### THE TASK:
Would you please return the lines of the entries below starting at the line that has "planning across markets." and ending at the line that has "let quantity = parts.next().filter(|q|", both included, exactly as they are?

(Saved entries)

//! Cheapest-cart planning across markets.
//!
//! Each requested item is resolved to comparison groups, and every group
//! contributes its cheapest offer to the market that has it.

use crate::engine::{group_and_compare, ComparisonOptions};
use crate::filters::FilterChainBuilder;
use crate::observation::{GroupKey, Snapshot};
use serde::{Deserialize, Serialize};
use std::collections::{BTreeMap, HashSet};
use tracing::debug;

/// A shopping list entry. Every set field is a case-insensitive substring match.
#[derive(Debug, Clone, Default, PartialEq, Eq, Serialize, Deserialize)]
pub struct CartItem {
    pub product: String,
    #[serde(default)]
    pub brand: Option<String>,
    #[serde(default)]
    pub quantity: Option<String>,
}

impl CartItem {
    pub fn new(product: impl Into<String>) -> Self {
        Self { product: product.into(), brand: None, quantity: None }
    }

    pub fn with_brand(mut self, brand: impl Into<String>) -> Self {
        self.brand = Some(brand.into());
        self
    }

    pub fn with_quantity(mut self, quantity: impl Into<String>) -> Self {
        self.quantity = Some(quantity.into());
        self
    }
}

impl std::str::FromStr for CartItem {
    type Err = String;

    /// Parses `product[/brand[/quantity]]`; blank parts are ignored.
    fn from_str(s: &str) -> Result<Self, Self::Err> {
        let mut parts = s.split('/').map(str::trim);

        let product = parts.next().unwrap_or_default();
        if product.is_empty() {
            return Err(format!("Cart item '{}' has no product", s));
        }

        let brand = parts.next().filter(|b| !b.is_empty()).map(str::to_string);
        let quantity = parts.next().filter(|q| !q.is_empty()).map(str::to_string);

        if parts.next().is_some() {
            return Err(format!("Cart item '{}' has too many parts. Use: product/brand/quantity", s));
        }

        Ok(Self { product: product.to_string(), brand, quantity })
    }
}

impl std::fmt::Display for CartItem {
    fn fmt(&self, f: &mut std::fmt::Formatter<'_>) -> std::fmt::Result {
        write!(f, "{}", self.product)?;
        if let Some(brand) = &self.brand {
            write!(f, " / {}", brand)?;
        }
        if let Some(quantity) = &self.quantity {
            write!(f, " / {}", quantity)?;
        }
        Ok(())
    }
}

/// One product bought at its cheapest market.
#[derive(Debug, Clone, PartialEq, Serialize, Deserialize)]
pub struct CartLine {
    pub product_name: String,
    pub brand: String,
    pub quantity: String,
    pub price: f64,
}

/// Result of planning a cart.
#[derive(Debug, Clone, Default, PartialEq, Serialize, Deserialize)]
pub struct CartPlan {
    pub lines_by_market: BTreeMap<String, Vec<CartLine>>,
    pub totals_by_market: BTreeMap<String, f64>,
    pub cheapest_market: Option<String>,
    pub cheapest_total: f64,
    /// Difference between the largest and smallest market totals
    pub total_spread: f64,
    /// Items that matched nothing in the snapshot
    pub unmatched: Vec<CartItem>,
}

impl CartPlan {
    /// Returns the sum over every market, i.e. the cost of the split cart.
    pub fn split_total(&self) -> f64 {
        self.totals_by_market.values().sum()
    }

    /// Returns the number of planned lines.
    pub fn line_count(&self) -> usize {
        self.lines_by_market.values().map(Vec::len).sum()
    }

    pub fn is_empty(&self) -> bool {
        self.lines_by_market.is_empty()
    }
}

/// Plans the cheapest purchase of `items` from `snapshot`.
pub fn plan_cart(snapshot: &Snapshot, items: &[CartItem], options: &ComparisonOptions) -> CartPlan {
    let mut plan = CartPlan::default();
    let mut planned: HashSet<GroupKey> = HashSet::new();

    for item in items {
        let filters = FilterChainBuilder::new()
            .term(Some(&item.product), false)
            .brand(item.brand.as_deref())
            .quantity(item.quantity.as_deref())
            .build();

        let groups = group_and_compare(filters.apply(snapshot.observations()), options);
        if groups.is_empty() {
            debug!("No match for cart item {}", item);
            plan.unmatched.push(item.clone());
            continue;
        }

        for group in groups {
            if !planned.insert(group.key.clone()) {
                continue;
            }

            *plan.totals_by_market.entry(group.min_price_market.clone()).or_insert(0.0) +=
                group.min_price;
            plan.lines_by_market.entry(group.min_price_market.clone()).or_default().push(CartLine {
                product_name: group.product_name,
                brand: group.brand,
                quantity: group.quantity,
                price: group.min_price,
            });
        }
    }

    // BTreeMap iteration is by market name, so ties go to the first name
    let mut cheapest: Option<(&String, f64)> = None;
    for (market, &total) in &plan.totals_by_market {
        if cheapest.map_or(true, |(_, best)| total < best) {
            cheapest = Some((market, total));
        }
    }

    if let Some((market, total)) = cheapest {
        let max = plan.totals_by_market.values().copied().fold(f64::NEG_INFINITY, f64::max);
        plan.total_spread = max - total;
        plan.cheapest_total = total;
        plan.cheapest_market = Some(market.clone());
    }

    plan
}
--
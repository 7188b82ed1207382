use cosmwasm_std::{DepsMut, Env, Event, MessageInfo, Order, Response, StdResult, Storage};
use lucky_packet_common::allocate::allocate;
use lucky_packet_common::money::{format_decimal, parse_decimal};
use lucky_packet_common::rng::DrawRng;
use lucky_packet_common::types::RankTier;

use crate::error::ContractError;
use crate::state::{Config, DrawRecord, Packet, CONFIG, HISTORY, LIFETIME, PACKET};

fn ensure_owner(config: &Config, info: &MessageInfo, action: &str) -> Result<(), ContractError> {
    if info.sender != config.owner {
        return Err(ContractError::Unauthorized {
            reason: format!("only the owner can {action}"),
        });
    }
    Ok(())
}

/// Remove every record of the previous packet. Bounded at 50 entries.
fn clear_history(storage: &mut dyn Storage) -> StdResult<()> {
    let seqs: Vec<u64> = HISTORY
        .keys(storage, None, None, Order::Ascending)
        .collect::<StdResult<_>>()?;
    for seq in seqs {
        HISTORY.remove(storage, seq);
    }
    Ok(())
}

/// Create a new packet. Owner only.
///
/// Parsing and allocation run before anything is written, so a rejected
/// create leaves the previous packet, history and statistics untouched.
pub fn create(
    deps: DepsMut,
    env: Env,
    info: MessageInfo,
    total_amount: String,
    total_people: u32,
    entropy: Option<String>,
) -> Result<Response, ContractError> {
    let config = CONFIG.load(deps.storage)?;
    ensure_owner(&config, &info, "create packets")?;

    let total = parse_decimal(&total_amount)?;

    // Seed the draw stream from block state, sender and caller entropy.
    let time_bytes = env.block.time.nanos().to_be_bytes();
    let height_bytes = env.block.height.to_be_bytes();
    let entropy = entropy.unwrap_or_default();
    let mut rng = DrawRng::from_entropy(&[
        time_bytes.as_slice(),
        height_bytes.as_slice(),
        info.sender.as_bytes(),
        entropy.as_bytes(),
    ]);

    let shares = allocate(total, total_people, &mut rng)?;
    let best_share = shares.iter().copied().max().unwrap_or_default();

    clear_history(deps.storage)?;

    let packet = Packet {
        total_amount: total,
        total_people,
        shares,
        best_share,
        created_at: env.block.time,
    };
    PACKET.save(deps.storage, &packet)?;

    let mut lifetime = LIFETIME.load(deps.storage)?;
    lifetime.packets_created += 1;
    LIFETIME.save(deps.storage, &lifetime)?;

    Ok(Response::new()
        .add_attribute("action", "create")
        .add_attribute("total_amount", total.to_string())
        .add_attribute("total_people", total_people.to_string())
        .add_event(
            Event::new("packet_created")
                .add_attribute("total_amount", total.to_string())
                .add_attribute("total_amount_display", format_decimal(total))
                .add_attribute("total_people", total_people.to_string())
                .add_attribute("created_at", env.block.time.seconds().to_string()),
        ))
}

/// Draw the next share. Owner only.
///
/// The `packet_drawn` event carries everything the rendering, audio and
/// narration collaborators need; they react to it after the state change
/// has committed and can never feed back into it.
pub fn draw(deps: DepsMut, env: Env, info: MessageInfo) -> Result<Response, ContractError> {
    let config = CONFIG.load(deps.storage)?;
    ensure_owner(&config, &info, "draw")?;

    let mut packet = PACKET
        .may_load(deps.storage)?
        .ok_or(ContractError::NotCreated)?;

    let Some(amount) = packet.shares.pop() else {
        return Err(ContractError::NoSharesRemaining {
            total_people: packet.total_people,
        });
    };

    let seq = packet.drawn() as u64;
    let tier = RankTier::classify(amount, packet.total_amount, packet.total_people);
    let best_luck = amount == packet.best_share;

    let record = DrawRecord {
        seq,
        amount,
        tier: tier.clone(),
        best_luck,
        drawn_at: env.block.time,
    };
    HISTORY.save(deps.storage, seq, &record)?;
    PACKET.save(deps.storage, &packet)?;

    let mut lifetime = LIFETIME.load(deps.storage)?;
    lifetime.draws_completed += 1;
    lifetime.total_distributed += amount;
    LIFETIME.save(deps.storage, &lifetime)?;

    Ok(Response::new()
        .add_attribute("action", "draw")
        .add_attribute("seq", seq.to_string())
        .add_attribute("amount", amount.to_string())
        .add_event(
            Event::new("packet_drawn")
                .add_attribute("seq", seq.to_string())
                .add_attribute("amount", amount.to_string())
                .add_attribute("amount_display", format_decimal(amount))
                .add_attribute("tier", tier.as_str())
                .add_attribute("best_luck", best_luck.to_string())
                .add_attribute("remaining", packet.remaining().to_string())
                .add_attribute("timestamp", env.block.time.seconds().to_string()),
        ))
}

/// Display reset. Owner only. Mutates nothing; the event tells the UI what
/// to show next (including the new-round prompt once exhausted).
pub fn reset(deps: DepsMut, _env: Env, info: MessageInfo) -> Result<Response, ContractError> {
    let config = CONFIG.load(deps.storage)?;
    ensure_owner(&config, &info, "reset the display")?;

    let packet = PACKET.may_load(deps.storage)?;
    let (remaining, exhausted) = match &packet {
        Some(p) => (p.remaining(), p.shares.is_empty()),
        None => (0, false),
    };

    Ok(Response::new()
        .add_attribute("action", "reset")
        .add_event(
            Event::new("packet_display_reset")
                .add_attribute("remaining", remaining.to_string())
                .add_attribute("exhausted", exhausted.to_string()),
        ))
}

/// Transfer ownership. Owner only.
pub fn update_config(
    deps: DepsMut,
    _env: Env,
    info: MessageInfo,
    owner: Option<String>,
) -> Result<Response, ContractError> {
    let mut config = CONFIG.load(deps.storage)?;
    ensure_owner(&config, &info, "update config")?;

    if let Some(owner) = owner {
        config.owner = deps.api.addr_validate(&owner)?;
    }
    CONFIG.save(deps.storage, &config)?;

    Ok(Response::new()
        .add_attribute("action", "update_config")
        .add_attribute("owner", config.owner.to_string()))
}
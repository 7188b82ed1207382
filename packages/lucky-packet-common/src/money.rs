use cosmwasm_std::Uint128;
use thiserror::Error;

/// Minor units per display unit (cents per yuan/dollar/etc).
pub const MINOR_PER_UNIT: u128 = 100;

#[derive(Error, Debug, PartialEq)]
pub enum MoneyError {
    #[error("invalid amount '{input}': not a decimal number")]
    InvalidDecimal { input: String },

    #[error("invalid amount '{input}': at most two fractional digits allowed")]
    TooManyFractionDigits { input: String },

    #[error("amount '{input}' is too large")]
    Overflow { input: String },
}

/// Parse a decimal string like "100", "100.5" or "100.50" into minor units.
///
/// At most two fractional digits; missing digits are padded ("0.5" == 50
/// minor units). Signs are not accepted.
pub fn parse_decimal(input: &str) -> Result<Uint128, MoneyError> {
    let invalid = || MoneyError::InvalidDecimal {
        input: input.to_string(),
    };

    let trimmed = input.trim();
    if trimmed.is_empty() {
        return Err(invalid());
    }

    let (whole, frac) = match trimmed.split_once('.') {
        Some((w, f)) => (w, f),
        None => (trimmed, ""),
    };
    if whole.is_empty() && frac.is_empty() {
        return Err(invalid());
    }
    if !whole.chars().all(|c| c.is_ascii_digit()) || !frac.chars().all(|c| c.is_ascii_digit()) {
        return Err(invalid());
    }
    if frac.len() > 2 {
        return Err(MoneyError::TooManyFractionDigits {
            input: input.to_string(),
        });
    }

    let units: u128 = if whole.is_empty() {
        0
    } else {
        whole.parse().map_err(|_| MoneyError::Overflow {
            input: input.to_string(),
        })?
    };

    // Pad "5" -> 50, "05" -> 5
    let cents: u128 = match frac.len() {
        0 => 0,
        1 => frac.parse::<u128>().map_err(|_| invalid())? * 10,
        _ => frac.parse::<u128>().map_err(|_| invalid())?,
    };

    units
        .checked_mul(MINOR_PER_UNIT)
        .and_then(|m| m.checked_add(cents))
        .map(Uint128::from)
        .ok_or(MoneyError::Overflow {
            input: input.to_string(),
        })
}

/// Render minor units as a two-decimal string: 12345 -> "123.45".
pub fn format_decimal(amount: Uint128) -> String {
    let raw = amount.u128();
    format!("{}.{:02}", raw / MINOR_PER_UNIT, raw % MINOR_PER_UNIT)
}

### ANSWER BELOW:
//! Cheapest-cart planning across markets.
//!
//! Each requested item is resolved to comparison groups, and every group
//! contributes its cheapest offer to the market that has it.

use crate::engine::{group_and_compare, ComparisonOptions};
use crate::filters::FilterChainBuilder;
use crate::observation::{GroupKey, Snapshot};
use serde::{Deserialize, Serialize};
use std::collections::{BTreeMap, HashSet};
use tracing::debug;

/// A shopping list entry. Every set field is a case-insensitive substring match.
#[derive(Debug, Clone, Default, PartialEq, Eq, Serialize, Deserialize)]
pub struct CartItem {
    pub product: String,
    #[serde(default)]
    pub brand: Option<String>,
    #[serde(default)]
    pub quantity: Option<String>,
}

impl CartItem {
    pub fn new(product: impl Into<String>) -> Self {
        Self { product: product.into(), brand: None, quantity: None }
    }

    pub fn with_brand(mut self, brand: impl Into<String>) -> Self {
        self.brand = Some(brand.into());
        self
    }

    pub fn with_quantity(mut self, quantity: impl Into<String>) -> Self {
        self.quantity = Some(quantity.into());
        self
    }
}

impl std::str::FromStr for CartItem {
    type Err = String;

    /// Parses `product[/brand[/quantity]]`; blank parts are ignored.
    fn from_str(s: &str) -> Result<Self, Self::Err> {
        let mut parts = s.split('/').map(str::trim);

        let product = parts.next().unwrap_or_default();
        if product.is_empty() {
            return Err(format!("Cart item '{}' has no product", s));
        }

        let brand = parts.next().filter(|b| !b.is_empty()).map(str::to_string);
        let quantity = parts.next().filter(|q| !q.is_empty()).map(str::to_string);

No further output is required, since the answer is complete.